I’m talking about the Totenkirchl West Wall, first climbed in 1913 by the immortal Hans Dülfer. The route is over 20 pitches long and requires climbing to grade VI+ (about 5.10a). The cruxes were first climbed via tension traverses, a favorite technique in the old days when a smooth wall barred the way…just swing around to the side until finding a crack or gully! In typical I’m-so-excited-to-climb mode, I pronounced all this to be within our ability and pulled up to the trailhead around midnight, vaguely waving to a place in the bushes where Jesse could put his sleeping bag. We watched the Milky Way a few minutes and feel asleep.

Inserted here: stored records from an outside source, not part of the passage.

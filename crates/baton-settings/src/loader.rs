//! Settings loading with deep merge and environment variable overrides.
//!
//! Loading flow:
//! 1. Start with compiled [`BatonSettings::default()`]
//! 2. If `~/.baton/settings.json` exists, deep-merge user values over defaults
//! 3. Apply `BATON_*` environment variable overrides (highest priority)
//!
//! Deep merge rules:
//! - Objects are merged recursively (source overrides target per-key)
//! - Arrays and primitives are replaced entirely by source
//! - Null values in source are skipped (preserving target)

use std::path::{Path, PathBuf};

use serde_json::Value;
use tracing::{debug, warn};

use crate::errors::{Result, SettingsError};
use crate::types::BatonSettings;

/// Upper bound accepted for `BATON_MAX_TURNS`.
pub const MAX_TURNS_LIMIT: u32 = 1000;

/// Resolve the path to the settings file (`~/.baton/settings.json`).
pub fn settings_path() -> PathBuf {
    let home = std::env::var("HOME").unwrap_or_else(|_| "/tmp".to_string());
    PathBuf::from(home).join(".baton").join("settings.json")
}

/// Load settings from the default path with env var overrides.
pub fn load_settings() -> Result<BatonSettings> {
    load_settings_from_path(&settings_path())
}

/// Load settings from a specific path with env var overrides.
///
/// A missing file yields defaults. Invalid JSON or a zero `maxTurns` is an
/// error.
pub fn load_settings_from_path(path: &Path) -> Result<BatonSettings> {
    let mut settings = load_file(path)?;
    apply_env_overrides(&mut settings);
    Ok(settings)
}

fn load_file(path: &Path) -> Result<BatonSettings> {
    let defaults = serde_json::to_value(BatonSettings::default())?;

    let merged = if path.exists() {
        debug!(?path, "loading settings from file");
        let content = std::fs::read_to_string(path).map_err(|source| SettingsError::Read {
            path: path.to_path_buf(),
            source,
        })?;
        let user: Value = serde_json::from_str(&content)?;
        deep_merge(defaults, user)
    } else {
        debug!(?path, "settings file not found, using defaults");
        defaults
    };

    let settings: BatonSettings = serde_json::from_value(merged)?;
    if settings.runner.max_turns == 0 {
        return Err(SettingsError::InvalidValue(
            "runner.maxTurns must be at least 1".into(),
        ));
    }
    Ok(settings)
}

/// Recursive deep merge of two JSON values.
pub fn deep_merge(target: Value, source: Value) -> Value {
    match (target, source) {
        (Value::Object(mut target_map), Value::Object(source_map)) => {
            for (key, source_val) in source_map {
                if source_val.is_null() {
                    continue;
                }
                let merged = if let Some(target_val) = target_map.remove(&key) {
                    deep_merge(target_val, source_val)
                } else {
                    source_val
                };
                let _ = target_map.insert(key, merged);
            }
            Value::Object(target_map)
        }
        (_, source) => source,
    }
}

/// Apply `BATON_*` environment overrides to loaded settings.
///
/// Invalid values are ignored with a warning.
pub fn apply_env_overrides(settings: &mut BatonSettings) {
    apply_overrides_from(settings, |name| std::env::var(name).ok());
}

/// Apply overrides read through `lookup` instead of the process environment.
pub fn apply_overrides_from<F>(settings: &mut BatonSettings, lookup: F)
where
    F: Fn(&str) -> Option<String>,
{
    let env = EnvReader { lookup };

    // ── Runner ──────────────────────────────────────────────────────
    if let Some(v) = env.u32_in("BATON_MAX_TURNS", 1, MAX_TURNS_LIMIT) {
        settings.runner.max_turns = v;
    }
    if let Some(v) = env.bool("BATON_TRACING_DISABLED") {
        settings.runner.tracing_disabled = v;
    }
    if let Some(v) = env.bool("BATON_TRACE_SENSITIVE") {
        settings.runner.trace_include_sensitive_data = v;
    }
    if let Some(v) = env.string("BATON_WORKFLOW_NAME") {
        settings.runner.workflow_name = v;
    }

    // ── Model and logging ───────────────────────────────────────────
    if let Some(v) = env.string("BATON_DEFAULT_MODEL") {
        settings.model.default_model = Some(v);
    }
    if let Some(v) = env.string("BATON_LOG_LEVEL") {
        settings.logging.level = v;
    }
}

// ── Pure parsing functions ──────────────────────────────────────────────────

/// Parse a string as a boolean.
///
/// Accepts (case-insensitive): `true`/`1`/`yes`/`on` or `false`/`0`/`no`/`off`.
pub fn parse_bool(val: &str) -> Option<bool> {
    match val.to_lowercase().as_str() {
        "true" | "1" | "yes" | "on" => Some(true),
        "false" | "0" | "no" | "off" => Some(false),
        _ => None,
    }
}

/// Parse a string as a `u32` within an inclusive range.
pub fn parse_u32_range(val: &str, min: u32, max: u32) -> Option<u32> {
    let n: u32 = val.trim().parse().ok()?;
    (min..=max).contains(&n).then_some(n)
}

// ── Env var readers ─────────────────────────────────────────────────────────

struct EnvReader<F> {
    lookup: F,
}

impl<F> EnvReader<F>
where
    F: Fn(&str) -> Option<String>,
{
    fn string(&self, name: &str) -> Option<String> {
        (self.lookup)(name).filter(|v| !v.is_empty())
    }

    fn bool(&self, name: &str) -> Option<bool> {
        let val = (self.lookup)(name)?;
        let result = parse_bool(&val);
        if result.is_none() {
            warn!(key = name, value = %val, "invalid boolean env var, ignoring");
        }
        result
    }

    fn u32_in(&self, name: &str, min: u32, max: u32) -> Option<u32> {
        let val = (self.lookup)(name)?;
        let result = parse_u32_range(&val, min, max);
        if result.is_none() {
            warn!(key = name, value = %val, min, max, "invalid integer env var, ignoring");
        }
        result
    }
}

#[cfg(test)]
mod tests {
    use super::*;
    use std::collections::HashMap;

    fn env(pairs: &[(&str, &str)]) -> impl Fn(&str) -> Option<String> {
        let map: HashMap<String, String> = pairs
            .iter()
            .map(|(k, v)| ((*k).to_string(), (*v).to_string()))
            .collect();
        move |name| map.get(name).cloned()
    }

    // ── deep_merge ──────────────────────────────────────────────────

    #[test]
    fn merge_nested_override() {
        let target = serde_json::json!({"runner": {"maxTurns": 10, "workflowName": "w"}});
        let source = serde_json::json!({"runner": {"maxTurns": 4}});
        let merged = deep_merge(target, source);
        assert_eq!(merged["runner"]["maxTurns"], 4);
        assert_eq!(merged["runner"]["workflowName"], "w");
    }

    #[test]
    fn merge_null_preserves_target() {
        let merged = deep_merge(
            serde_json::json!({"a": 1, "b": 2}),
            serde_json::json!({"a": null}),
        );
        assert_eq!(merged["a"], 1);
    }

    #[test]
    fn merge_array_replace() {
        let merged = deep_merge(
            serde_json::json!({"items": [1, 2, 3]}),
            serde_json::json!({"items": [4]}),
        );
        assert_eq!(merged["items"], serde_json::json!([4]));
    }

    #[test]
    fn merge_primitive_replaces_object() {
        let merged = deep_merge(
            serde_json::json!({"a": {"nested": true}}),
            serde_json::json!({"a": 42}),
        );
        assert_eq!(merged["a"], 42);
    }

    // ── loading ─────────────────────────────────────────────────────

    #[test]
    fn missing_file_returns_defaults() {
        let settings = load_file(Path::new("/nonexistent/settings.json")).unwrap();
        assert_eq!(settings, BatonSettings::default());
    }

    #[test]
    fn partial_file_overrides() {
        let dir = tempfile::tempdir().unwrap();
        let path = dir.path().join("settings.json");
        std::fs::write(
            &path,
            r#"{"runner": {"maxTurns": 25, "tracingDisabled": true}, "model": {"defaultModel": "gpt-4.1"}}"#,
        )
        .unwrap();

        let settings = load_file(&path).unwrap();
        assert_eq!(settings.runner.max_turns, 25);
        assert!(settings.runner.tracing_disabled);
        assert_eq!(settings.runner.workflow_name, "Agent workflow");
        assert_eq!(settings.model.default_model.as_deref(), Some("gpt-4.1"));
    }

    #[test]
    fn invalid_json_is_error() {
        let dir = tempfile::tempdir().unwrap();
        let path = dir.path().join("settings.json");
        std::fs::write(&path, "not valid json").unwrap();
        assert!(matches!(load_file(&path), Err(SettingsError::Json(_))));
    }

    #[test]
    fn zero_max_turns_is_invalid() {
        let dir = tempfile::tempdir().unwrap();
        let path = dir.path().join("settings.json");
        std::fs::write(&path, r#"{"runner": {"maxTurns": 0}}"#).unwrap();
        assert!(matches!(
            load_file(&path),
            Err(SettingsError::InvalidValue(_))
        ));
    }

    // ── env overrides ───────────────────────────────────────────────

    #[test]
    fn env_overrides_apply() {
        let mut settings = BatonSettings::default();
        apply_overrides_from(
            &mut settings,
            env(&[
                ("BATON_MAX_TURNS", "3"),
                ("BATON_TRACING_DISABLED", "yes"),
                ("BATON_TRACE_SENSITIVE", "off"),
                ("BATON_WORKFLOW_NAME", "Support flow"),
                ("BATON_DEFAULT_MODEL", "gpt-4o-mini"),
                ("BATON_LOG_LEVEL", "debug"),
            ]),
        );
        assert_eq!(settings.runner.max_turns, 3);
        assert!(settings.runner.tracing_disabled);
        assert!(!settings.runner.trace_include_sensitive_data);
        assert_eq!(settings.runner.workflow_name, "Support flow");
        assert_eq!(settings.model.default_model.as_deref(), Some("gpt-4o-mini"));
        assert_eq!(settings.logging.level, "debug");
    }

    #[test]
    fn invalid_env_values_are_ignored() {
        let mut settings = BatonSettings::default();
        apply_overrides_from(
            &mut settings,
            env(&[
                ("BATON_MAX_TURNS", "0"),
                ("BATON_TRACING_DISABLED", "maybe"),
                ("BATON_WORKFLOW_NAME", ""),
            ]),
        );
        assert_eq!(settings, BatonSettings::default());
    }

    #[test]
    fn max_turns_upper_bound() {
        assert_eq!(parse_u32_range("1000", 1, MAX_TURNS_LIMIT), Some(1000));
        assert_eq!(parse_u32_range("1001", 1, MAX_TURNS_LIMIT), None);
        assert_eq!(parse_u32_range("ten", 1, MAX_TURNS_LIMIT), None);
    }

    #[test]
    fn parse_bool_variants() {
        for val in ["true", "1", "YES", "On"] {
            assert_eq!(parse_bool(val), Some(true), "failed for {val}");
        }
        for val in ["false", "0", "no", "OFF"] {
            assert_eq!(parse_bool(val), Some(false), "failed for {val}");
        }
        assert_eq!(parse_bool("2"), None);
    }
}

Off early, we skipped breakfast because we knew the Stripsenjochhaus would have something for us. Jesse needed coffee after a tiring flight from Spain. Who would have thought this was beyond my ability as host to provide? While Jesse looked on in growing dismay, I argued with the cook for some food, attempting to lure him into handing over some butter and tea with a tempting wad of euros. But he was having none of it: I needed colorful little cards or “chits” that were the only kind of money he could accept. He promised that if I waited in front of an empty office someone would come and allow me to change money into “chits.” When pressed, he revealed that he had no idea when someone would show up. “Maybe at 8 o’clock,” (almost 2 hours hence!) was the best he could offer.
Meanwhile, smiling people came and went, bearing away neat trays of ham, sausage, tea and eggs. Whimpering aloud, I began to pick through the leavings of others scattered on tables outside. With burning shame and rage I suggested that we leave, remembering all too well how I’d waxed eloquent to Jesse about the famous rustic friendliness of the Austrian Huts, and the simple Bavarian charms we would find there. Shattered, Jesse followed, now nursing a waterlogged stomach: I’d breezily urged him to drink lots of water on the way to the hut. Now, without food, he sloshed painfully along. On several occasions I wondered where he was, and found him attempting to force “burps” by lying down on a pointy rock. “Are you okay?” His replies were always affirmative, but perhaps this was just the mask of friendliness you apply for the first day of climbing with a stranger. Hmm…I’m definitely going into debt here, I thought!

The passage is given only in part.